→ **Requirement**:
Output every record precisely.

→ **Recorded data**:
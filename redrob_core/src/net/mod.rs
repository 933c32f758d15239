//! Remote control over TCP.

pub mod protocol;
pub mod server;

pub use protocol::{ClientCommand, ProtocolError, RemoteClient};
pub use server::{NetCells, NetControlServer, ServerControl};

→ **Your response**:
filename redrob_core/src/net/mod.rs
repository 933c32f758d15239
//! Remote control over TCP.

pub mod protocol;
pub mod server;

pub use protocol::{ClientCommand, ProtocolError, RemoteClient};
pub use server::{NetCells, NetControlServer, ServerControl};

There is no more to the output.